Keine Einnahmen, aber neue Löcher

Berlin. Zäh zieht sich der Streit um die LKW-Maut dahin - ohne dass eine Lösung in Sicht wäre. Auch die neuerliche Anhörung des zuständigen Verkehrsministers Manfred Stolpe im Verkehrsausschuss sowie im Haushaltsausschuss des Bundestages brachte am Mittwoch keine neuen Erkenntnisse.

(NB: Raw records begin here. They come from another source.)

//! # Run one submission to settlement.
//!
//! Executes a [`QueueEntry`]'s job attempt by attempt, applies the spec's
//! per-attempt deadline and retry policy, and publishes lifecycle events
//! to the [`Bus`].
//!
//! ## Event flow
//! ```text
//! Success:
//!   attempt → Ok(v) → publish TaskStopped
//!
//! Failure without retry budget:
//!   attempt → Err(e) → publish AttemptFailed → publish TaskFailed
//!
//! Failure with retry budget:
//!   attempt → Err(e) → publish AttemptFailed
//!                    → publish RetryScheduled{delay} → sleep(delay)
//!                    → next attempt
//!
//! Deadline expiry:
//!   deadline elapsed → publish TimeoutHit → treated as a failed attempt
//! ```
//!
//! ## Rules
//! - Always publishes **exactly one** terminal event per submission:
//!   `TaskStopped` or `TaskFailed`.
//! - A panicking attempt is converted to a failed attempt (panic message
//!   preserved); it never tears down the runner.
//! - Unlike [`abandon_after`](crate::abandon_after), the per-attempt
//!   deadline here **drops** the attempt future on expiry. The queue
//!   accounts for capacity, so it must not leave invisible work running
//!   past its slot.

use std::sync::Arc;
use std::time::Duration;

use futures::FutureExt;
use tokio::time;

use crate::error::TaskError;
use crate::events::{Bus, Event, EventKind};
use crate::policies::RetryPolicy;
use crate::queue::entry::{Job, TaskFuture};
use crate::queue::spec::TaskSpec;

/// Runs one entry's job until terminal, publishing lifecycle events.
pub(crate) async fn run_entry<T>(
    label: Arc<str>,
    spec: TaskSpec,
    job: Job<T>,
    bus: &Bus,
) -> Result<T, TaskError> {
    let deadline = spec.deadline();

    match job {
        Job::Once(f) => {
            let res = run_attempt(f(), deadline, &label, 1, bus).await;
            finish(res, 1, &label, bus)
        }
        Job::Factory(mut f) => {
            let policy = spec.retry().copied().unwrap_or_else(RetryPolicy::once);
            let max = policy.max_attempts();
            let mut attempt: u32 = 0;

            loop {
                attempt += 1;
                match run_attempt(f(), deadline, &label, attempt, bus).await {
                    Ok(value) => return finish(Ok(value), attempt, &label, bus),
                    Err(err) => {
                        if !err.is_retryable() {
                            return finish(Err(err), attempt, &label, bus);
                        }
                        if attempt >= max {
                            let final_err = if max > 1 {
                                TaskError::Exhausted {
                                    attempts: max,
                                    last: Box::new(err),
                                }
                            } else {
                                err
                            };
                            return finish(Err(final_err), attempt, &label, bus);
                        }

                        let delay = policy.delay_for(attempt - 1);
                        bus.publish(
                            Event::now(EventKind::RetryScheduled)
                                .with_task(Arc::clone(&label))
                                .with_attempt(attempt)
                                .with_delay(delay)
                                .with_error(err.as_message()),
                        );
                        time::sleep(delay).await;
                    }
                }
            }
        }
    }
}

/// Executes a single attempt with an optional deadline.
///
/// Publishes `TaskStarting`, and on failure `TimeoutHit` /
/// `AttemptFailed`. Panics inside the attempt surface as
/// [`TaskError::Fail`] with the panic message.
async fn run_attempt<T>(
    fut: TaskFuture<T>,
    deadline: Option<Duration>,
    label: &Arc<str>,
    attempt: u32,
    bus: &Bus,
) -> Result<T, TaskError> {
    bus.publish(
        Event::now(EventKind::TaskStarting)
            .with_task(Arc::clone(label))
            .with_attempt(attempt),
    );

    let guarded = std::panic::AssertUnwindSafe(fut).catch_unwind();

    let res = match deadline.filter(|d| *d > Duration::ZERO) {
        Some(dur) => match time::timeout(dur, guarded).await {
            Ok(settled) => flatten_panic(settled),
            Err(_elapsed) => {
                bus.publish(
                    Event::now(EventKind::TimeoutHit)
                        .with_task(Arc::clone(label))
                        .with_attempt(attempt)
                        .with_timeout(dur),
                );
                Err(TaskError::Timeout { deadline: dur })
            }
        },
        None => flatten_panic(guarded.await),
    };

    if let Err(ref err) = res {
        bus.publish(
            Event::now(EventKind::AttemptFailed)
                .with_task(Arc::clone(label))
                .with_attempt(attempt)
                .with_error(err.as_message()),
        );
    }
    res
}

/// Publishes the terminal event and passes the outcome through.
fn finish<T>(
    res: Result<T, TaskError>,
    attempt: u32,
    label: &Arc<str>,
    bus: &Bus,
) -> Result<T, TaskError> {
    match &res {
        Ok(_) => bus.publish(
            Event::now(EventKind::TaskStopped)
                .with_task(Arc::clone(label))
                .with_attempt(attempt),
        ),
        Err(err) => bus.publish(
            Event::now(EventKind::TaskFailed)
                .with_task(Arc::clone(label))
                .with_attempt(attempt)
                .with_error(err.as_message()),
        ),
    }
    res
}

/// Maps a caught panic onto the error taxonomy.
fn flatten_panic<T>(
    settled: Result<Result<T, TaskError>, Box<dyn std::any::Any + Send>>,
) -> Result<T, TaskError> {
    match settled {
        Ok(outcome) => outcome,
        Err(panic) => {
            let info = if let Some(msg) = panic.downcast_ref::<&'static str>() {
                (*msg).to_string()
            } else if let Some(msg) = panic.downcast_ref::<String>() {
                msg.clone()
            } else {
                "unknown panic".to_string()
            };
            Err(TaskError::Fail {
                error: format!("task panicked: {info}"),
            })
        }
    }
}
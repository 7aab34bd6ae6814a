//! # Deadline wrapper: bound the wait, not the work.
//!
//! [`abandon_after`] races a task against a deadline. If the deadline
//! elapses first, the caller gets [`TaskError::Timeout`] — and the task
//! itself **keeps running** as a detached tokio task. There is no
//! preemption primitive here; the wrapper only stops *waiting*. The name
//! says what actually happens: abandonment, not cancellation.
//!
//! ## State machine
//! ```text
//! Pending ──► Succeeded   (inner task settled with Ok first)
//!         ──► Failed      (inner task settled with Err first)
//!         ──► TimedOut    (deadline elapsed first; work continues detached)
//! ```
//! All three outcomes are terminal.
//!
//! ## Composition with retry
//! - `abandon_after(retry_with(policy, f), d)` bounds the **whole** retry
//!   sequence by one deadline.
//! - `retry_with(policy, || abandon_after(f(), d))` gives each attempt its
//!   own fresh deadline.
//!
//! Both are legitimate; they give materially different latency bounds
//! under failure. The queue's own runner uses the per-attempt form — see
//! [`TaskSpec`](crate::TaskSpec).

use std::future::Future;
use std::time::Duration;

use tokio::task::JoinError;
use tokio::time;

use crate::error::TaskError;

/// Waits for `fut` at most `deadline`; abandons it afterwards.
///
/// The future is spawned onto the runtime, so on expiry it continues to
/// completion in the background — only the caller stops waiting and
/// receives [`TaskError::Timeout`]. A panic inside the task surfaces as
/// [`TaskError::Fail`] carrying the panic message.
///
/// ### Constraints
/// - `deadline` must be positive to be meaningful; `Duration::ZERO` times
///   out immediately.
/// - Because the future is spawned, it must be `Send + 'static`.
///
/// # Example
/// ```
/// use std::time::Duration;
/// use taskgate::{abandon_after, TaskError};
///
/// #[tokio::main(flavor = "current_thread")]
/// async fn main() {
///     let fast = abandon_after(
///         async { Ok::<_, TaskError>(7) },
///         Duration::from_millis(100),
///     )
///     .await;
///     assert_eq!(fast.unwrap(), 7);
/// }
/// ```
pub async fn abandon_after<T, F>(fut: F, deadline: Duration) -> Result<T, TaskError>
where
    T: Send + 'static,
    F: Future<Output = Result<T, TaskError>> + Send + 'static,
{
    let handle = tokio::spawn(fut);
    match time::timeout(deadline, handle).await {
        Ok(Ok(outcome)) => outcome,
        Ok(Err(join_err)) => Err(join_error_to_task_error(join_err)),
        // Dropping the JoinHandle detaches the task; it runs on.
        Err(_elapsed) => Err(TaskError::Timeout { deadline }),
    }
}

/// Maps a join failure (task panic) onto the error taxonomy.
fn join_error_to_task_error(err: JoinError) -> TaskError {
    match err.try_into_panic() {
        Ok(panic) => {
            let info = if let Some(msg) = panic.downcast_ref::<&'static str>() {
                (*msg).to_string()
            } else if let Some(msg) = panic.downcast_ref::<String>() {
                msg.clone()
            } else {
                "unknown panic".to_string()
            };
            TaskError::Fail {
                error: format!("task panicked: {info}"),
            }
        }
        Err(_) => TaskError::Abandoned,
    }
}

#[cfg(test)]
mod tests {
    use super::*;
    use std::sync::Arc;
    use std::sync::atomic::{AtomicBool, Ordering};
    use tokio::time::Instant;

    #[tokio::test(start_paused = true)]
    async fn deadline_fires_before_slow_task() {
        let start = Instant::now();
        let res = abandon_after(
            async {
                time::sleep(Duration::from_millis(500)).await;
                Ok::<_, TaskError>("late")
            },
            Duration::from_millis(100),
        )
        .await;

        assert!(matches!(res, Err(TaskError::Timeout { deadline }) if deadline == Duration::from_millis(100)));
        let elapsed = start.elapsed();
        assert!(elapsed >= Duration::from_millis(100));
        assert!(elapsed < Duration::from_millis(500));
    }

    #[tokio::test(start_paused = true)]
    async fn fast_task_beats_deadline() {
        let start = Instant::now();
        let res = abandon_after(
            async {
                time::sleep(Duration::from_millis(50)).await;
                Ok::<_, TaskError>(42)
            },
            Duration::from_millis(100),
        )
        .await;

        assert_eq!(res.unwrap(), 42);
        let elapsed = start.elapsed();
        assert!(elapsed >= Duration::from_millis(50));
        assert!(elapsed < Duration::from_millis(100));
    }

    #[tokio::test(start_paused = true)]
    async fn abandoned_work_runs_to_completion() {
        let finished = Arc::new(AtomicBool::new(false));
        let flag = Arc::clone(&finished);

        let res = abandon_after(
            async move {
                time::sleep(Duration::from_millis(300)).await;
                flag.store(true, Ordering::SeqCst);
                Ok::<_, TaskError>(())
            },
            Duration::from_millis(50),
        )
        .await;
        assert!(matches!(res, Err(TaskError::Timeout { .. })));
        assert!(!finished.load(Ordering::SeqCst));

        // The spawned task was not stopped; give it time to finish.
        time::sleep(Duration::from_millis(400)).await;
        assert!(finished.load(Ordering::SeqCst));
    }

    #[tokio::test]
    async fn inner_failure_passes_through() {
        let res = abandon_after(
            async { Err::<(), _>(TaskError::fail("boom")) },
            Duration::from_secs(1),
        )
        .await;
        assert!(matches!(res, Err(TaskError::Fail { error }) if error == "boom"));
    }

    #[tokio::test]
    async fn panic_surfaces_as_failure() {
        let res: Result<(), TaskError> =
            abandon_after(async { panic!("kaboom") }, Duration::from_secs(1)).await;
        assert!(matches!(res, Err(TaskError::Fail { error }) if error.contains("kaboom")));
    }
}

Zwar durften die Parlamentarier endlich Einsicht nehmen in den bislang geheim gehaltenen Vertrag zwischen dem Bund und der Betreiberfirma Toll Collect, doch waren die wesentlichen Details der Abmachungen ohnehin weitgehend bekannt. Nach Lage der Dinge muss Toll Collect, hinter der sich so renommierte Unternehmen wie DaimlerChrysler und die Telekom verbergen, ab Dezember täglich 250 000 Euro Strafe zahlen, wenn das Mautsystem bis dahin nicht funktioniert. Es wird bis dahin nicht funktionieren, denn nichts deutet darauf hin, dass sich die vor allem durch das Erfassungsgerät verursachten Probleme in absehbarer Zeit lösen lassen. Gleichwohl stehen die dann monatlich 7,5 Millionen Euro Strafe in keinem Verhältnis zum tatsächlichen Schaden: Dem Bund entgehen durch Nichterhebung der Maut pro Monat 156 Millionen Euro Einnahmen. Da mittlerweile mit einem Maut-Start nicht vor dem 1. März gerechnet wird, könnte sich der rechnerische Schaden auf 1,1 Milliarden Euro summieren.Einnahmen sind bereits im Haushalt verplant

Besonders ärgerlich für die rot-grüne Bundesregierung: Die Maut-Einnahmen sind bereits im Bundeshaushalt eingeplant, was beträchtliche Deckungslücken verursachen würde. Stolpe war gestern ganztägig in Sachen Maut unterwegs. Schon am frühen Morgen hatte er die SPD-Verkehrsexperten vorinformiert, dann dem Kabinett berichtet, schließlich den Ausschüssen Rede und Antwort gestanden. Die Opposition,namentlich der Verkehrsausschuss-Vorsitzende Eduard Oswald (CSU), wusste schon vor der Sitzung, was Sache ist: Per Fax teilte er mit, dass der Gesamtzkomplex Maut "gravierende Schwachpunkte" aufweise und die zu erwartende Deckungslücke im Haushalt "wichtige Straßenbauprojekte" gefährde. Ähnlich äußerte sich der CDU-Verkehrsexperte Dirk Fischer, der zudem abermals den Rücktritt des Ministers forderte. Auch Ausschussmitglied Heidi Wright (SPD) beklagte die "unbefriedigende Antwort" der Bundesregierung, stellte sich jedoch hinter das Bemühen des Ministers, das Mautsystem schnellstmöglich "zum Laufen zu bringen". Aus finanz-, verkehrs- und industriepolitischen Gründen sei das Gelingen absolut im Interesse der Bundesrepublik, sagte sie nach der Sitzung. Allerdings rechnet auch Wright nicht mit einer baldigen Lösung der Probleme. Dem Vernehmen nach verhandelt ab der nächsten Woche eine ministerielle Expertengruppe unter Leitung von Verkehrs-Staatssekretär Ralf Nagel mit Toll Collect über das weitere Vorgehen. Dabei müsse Toll Collect seine Fähigkeit nachweisen, das Erfassungsgerät tatsächlich bauen und in angemessener Zeit herstellen zu können, hieß es aus dem Ministerium. Möglicherweise könne der Bund dem vertragsbrüchig gewordenen Unternehmen auch neue Fristen einräumen. Den "Supergau" (Wright) wollen jedenfalls alle Beteiligten vermeiden: Eine Kündigung der Verträge sei zwar zum 15. Dezember möglich, so Stolpe-Sprecher Felix Stehnschke (und auch machbar, weil die gewerblichen Schutzrechte des Systems beim Bund liegen). Aber dann müsste eine neue Ausschreibung erfolgen, was den Start des einst so hoffnungsvoll angekündigten Projekts auf unabsehbare Zeit verschieben würde. Deshalb, sagte Stehnschke, "denken wir jetzt nicht an Scheidung, sondern wollen den Ehevertrag erfüllen".